▶
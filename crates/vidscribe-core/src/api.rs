//! Client for the remote video API.
//!
//! Two endpoints are used, always in this order:
//! - `POST /videos`: multipart upload with a `file` field, answers
//!   `{"video": {"id": ...}}`
//! - `POST /videos/{id}/transcription`: JSON `{"prompt": ...}`

use anyhow::{Context, Result};
use async_trait::async_trait;
use serde::{Deserialize, Serialize};

use crate::media::{AudioArtifact, RemoteVideoId};

/// The two remote calls a submission makes.
#[async_trait]
pub trait VideoApi: Send + Sync {
    /// Register an audio artifact and return the id the server assigned.
    async fn upload_video(&self, audio: &AudioArtifact) -> Result<RemoteVideoId>;

    /// Ask the server to transcribe a previously uploaded video.
    async fn request_transcription(&self, id: &RemoteVideoId, prompt: Option<&str>) -> Result<()>;
}

#[derive(Deserialize)]
struct UploadResponse {
    video: UploadedVideo,
}

#[derive(Deserialize)]
struct UploadedVideo {
    id: serde_json::Value,
}

#[derive(Serialize)]
struct TranscriptionBody<'a> {
    #[serde(skip_serializing_if = "Option::is_none")]
    prompt: Option<&'a str>,
}

/// `VideoApi` over HTTP.
#[derive(Debug, Clone)]
pub struct HttpVideoApi {
    client: reqwest::Client,
    base_url: String,
}

impl HttpVideoApi {
    /// `base_url` must already be normalized (no trailing slash), see
    /// [`crate::settings::normalize_api_url`].
    pub fn new(client: reqwest::Client, base_url: impl Into<String>) -> Self {
        Self {
            client,
            base_url: base_url.into(),
        }
    }

    pub fn base_url(&self) -> &str {
        &self.base_url
    }

    fn videos_url(&self) -> String {
        format!("{}/videos", self.base_url)
    }

    fn transcription_url(&self, id: &RemoteVideoId) -> String {
        format!("{}/videos/{}/transcription", self.base_url, id)
    }
}

#[async_trait]
impl VideoApi for HttpVideoApi {
    async fn upload_video(&self, audio: &AudioArtifact) -> Result<RemoteVideoId> {
        let form = reqwest::multipart::Form::new().part(
            "file",
            reqwest::multipart::Part::bytes(audio.bytes().to_vec())
                .file_name(audio.file_name())
                .mime_str(audio.mime_type())?,
        );

        crate::verbose!(
            "Uploading {} ({:.1} KB) to {}",
            audio.file_name(),
            audio.len() as f64 / 1024.0,
            self.videos_url()
        );

        let response = self
            .client
            .post(self.videos_url())
            .multipart(form)
            .send()
            .await
            .context("Failed to send upload request")?;

        let text = checked_body(response).await?;
        parse_upload_response(&text)
    }

    async fn request_transcription(&self, id: &RemoteVideoId, prompt: Option<&str>) -> Result<()> {
        crate::verbose!("Requesting transcription for video {}", id);

        let response = self
            .client
            .post(self.transcription_url(id))
            .json(&TranscriptionBody { prompt })
            .send()
            .await
            .context("Failed to send transcription request")?;

        checked_body(response).await?;
        Ok(())
    }
}

/// Read the body of a response, turning non-2xx statuses into errors.
async fn checked_body(response: reqwest::Response) -> Result<String> {
    if !response.status().is_success() {
        let status = response.status();
        let error_text = response
            .text()
            .await
            .unwrap_or_else(|_| "Unknown error".to_string());
        anyhow::bail!("API error ({status}): {error_text}");
    }

    response
        .text()
        .await
        .context("Failed to get response text")
}

fn parse_upload_response(text: &str) -> Result<RemoteVideoId> {
    let resp: UploadResponse =
        serde_json::from_str(text).context("Failed to parse upload response")?;

    let id = match resp.video.id {
        serde_json::Value::String(id) => id,
        serde_json::Value::Number(n) => n.to_string(),
        other => anyhow::bail!("Unexpected video id in upload response: {other}"),
    };

    RemoteVideoId::new(id).context("Upload response contained an empty video id")
}

#[cfg(test)]
mod tests {
    use super::*;
    use std::sync::{Arc, Mutex};
    use tokio::io::{AsyncReadExt, AsyncWriteExt};
    use tokio::net::TcpListener;

    /// A request as seen by the test server
    #[derive(Debug, Clone)]
    struct Recorded {
        request_line: String,
        headers: String,
        body: Vec<u8>,
    }

    /// Serve canned `(status, body)` responses, one per connection, in order.
    async fn serve(responses: Vec<(u16, &'static str)>) -> (String, Arc<Mutex<Vec<Recorded>>>) {
        let listener = TcpListener::bind("127.0.0.1:0").await.unwrap();
        let addr = listener.local_addr().unwrap();
        let recorded = Arc::new(Mutex::new(Vec::new()));
        let log = recorded.clone();

        tokio::spawn(async move {
            for (status, body) in responses {
                let Ok((mut socket, _)) = listener.accept().await else {
                    return;
                };
                let request = read_request(&mut socket).await;
                log.lock().unwrap().push(request);

                let reply = format!(
                    "HTTP/1.1 {status} Test\r\ncontent-type: application/json\r\ncontent-length: {}\r\nconnection: close\r\n\r\n{body}",
                    body.len()
                );
                let _ = socket.write_all(reply.as_bytes()).await;
                let _ = socket.shutdown().await;
            }
        });

        (format!("http://{addr}"), recorded)
    }

    async fn read_request(socket: &mut tokio::net::TcpStream) -> Recorded {
        let mut buf = Vec::new();
        let mut chunk = [0u8; 4096];

        let header_end = loop {
            let n = socket.read(&mut chunk).await.unwrap();
            assert!(n > 0, "connection closed before headers ended");
            buf.extend_from_slice(&chunk[..n]);
            if let Some(pos) = buf.windows(4).position(|w| w == b"\r\n\r\n") {
                break pos + 4;
            }
        };

        let head = String::from_utf8_lossy(&buf[..header_end]).to_string();
        let mut lines = head.split("\r\n");
        let request_line = lines.next().unwrap_or_default().to_string();
        let headers = lines.collect::<Vec<_>>().join("\n").to_lowercase();

        let content_length = headers
            .lines()
            .find_map(|l| l.strip_prefix("content-length:"))
            .map(|v| v.trim().parse::<usize>().unwrap());
        let chunked = headers.contains("transfer-encoding: chunked");

        let mut body = buf[header_end..].to_vec();
        loop {
            let done = match content_length {
                Some(len) => body.len() >= len,
                None if chunked => body.ends_with(b"0\r\n\r\n"),
                None => true,
            };
            if done {
                break;
            }
            let n = socket.read(&mut chunk).await.unwrap();
            if n == 0 {
                break;
            }
            body.extend_from_slice(&chunk[..n]);
        }

        Recorded {
            request_line,
            headers,
            body,
        }
    }

    fn api(base: &str) -> HttpVideoApi {
        HttpVideoApi::new(reqwest::Client::new(), base)
    }

    #[test]
    fn test_parse_upload_response() {
        let id = parse_upload_response(r#"{"video":{"id":"c0a8-42","name":"audio.mp3"}}"#).unwrap();
        assert_eq!(id.as_str(), "c0a8-42");

        let id = parse_upload_response(r#"{"video":{"id":17}}"#).unwrap();
        assert_eq!(id.as_str(), "17");

        assert!(parse_upload_response(r#"{"video":{"id":""}}"#).is_err());
        assert!(parse_upload_response(r#"{"video":{"id":null}}"#).is_err());
        assert!(parse_upload_response(r#"{"id":"flat"}"#).is_err());
        assert!(parse_upload_response("<html>").is_err());
    }

    #[test]
    fn test_transcription_body_omits_missing_prompt() {
        let body = serde_json::to_string(&TranscriptionBody { prompt: None }).unwrap();
        assert_eq!(body, "{}");
        let body = serde_json::to_string(&TranscriptionBody {
            prompt: Some("rust, tokio"),
        })
        .unwrap();
        assert_eq!(body, r#"{"prompt":"rust, tokio"}"#);
    }

    #[tokio::test]
    async fn test_upload_sends_multipart_audio() {
        let (base, recorded) = serve(vec![(200, r#"{"video":{"id":"vid-1"}}"#)]).await;

        let audio = AudioArtifact::new(b"ID3-fake-mp3".to_vec());
        let id = api(&base).upload_video(&audio).await.unwrap();
        assert_eq!(id.as_str(), "vid-1");

        let requests = recorded.lock().unwrap().clone();
        assert_eq!(requests.len(), 1);
        assert!(requests[0].request_line.starts_with("POST /videos HTTP/1.1"));
        assert!(requests[0].headers.contains("multipart/form-data"));

        let body = String::from_utf8_lossy(&requests[0].body);
        assert!(body.contains(r#"name="file""#));
        assert!(body.contains(r#"filename="audio.mp3""#));
        assert!(body.to_lowercase().contains("content-type: audio/mpeg"));
        assert!(body.contains("ID3-fake-mp3"));
    }

    #[tokio::test]
    async fn test_upload_server_error() {
        let (base, _recorded) = serve(vec![(500, r#"{"message":"boom"}"#)]).await;

        let err = api(&base)
            .upload_video(&AudioArtifact::new(vec![1, 2, 3]))
            .await
            .unwrap_err();
        assert!(err.to_string().contains("500"));
        assert!(err.to_string().contains("boom"));
    }

    #[tokio::test]
    async fn test_transcription_request_path_and_body() {
        let (base, recorded) = serve(vec![(200, r#"{"transcription":"..."}"#)]).await;

        let id = RemoteVideoId::new("vid-9").unwrap();
        api(&base).request_transcription(&id, None).await.unwrap();

        let requests = recorded.lock().unwrap().clone();
        assert!(
            requests[0]
                .request_line
                .starts_with("POST /videos/vid-9/transcription HTTP/1.1")
        );
        assert!(requests[0].headers.contains("application/json"));
        assert_eq!(requests[0].body, b"{}");
    }

    #[tokio::test]
    async fn test_transcription_request_failure() {
        let (base, _recorded) = serve(vec![(404, "not found")]).await;

        let id = RemoteVideoId::new("missing").unwrap();
        let err = api(&base)
            .request_transcription(&id, Some("keywords"))
            .await
            .unwrap_err();
        assert!(err.to_string().contains("404"));
    }
}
◀
**What the exercise asks**
Above this task is a listing. Restate, word for word and with nothing added, the lines from the one with "use tokio::net::TcpListener;" through the one with "connection, in order.".

**Reply**
    use tokio::net::TcpListener;

    /// A request as seen by the test server
    #[derive(Debug, Clone)]
    struct Recorded {
        request_line: String,
        headers: String,
        body: Vec<u8>,
    }

    /// Serve canned `(status, body)` responses, one per connection, in order.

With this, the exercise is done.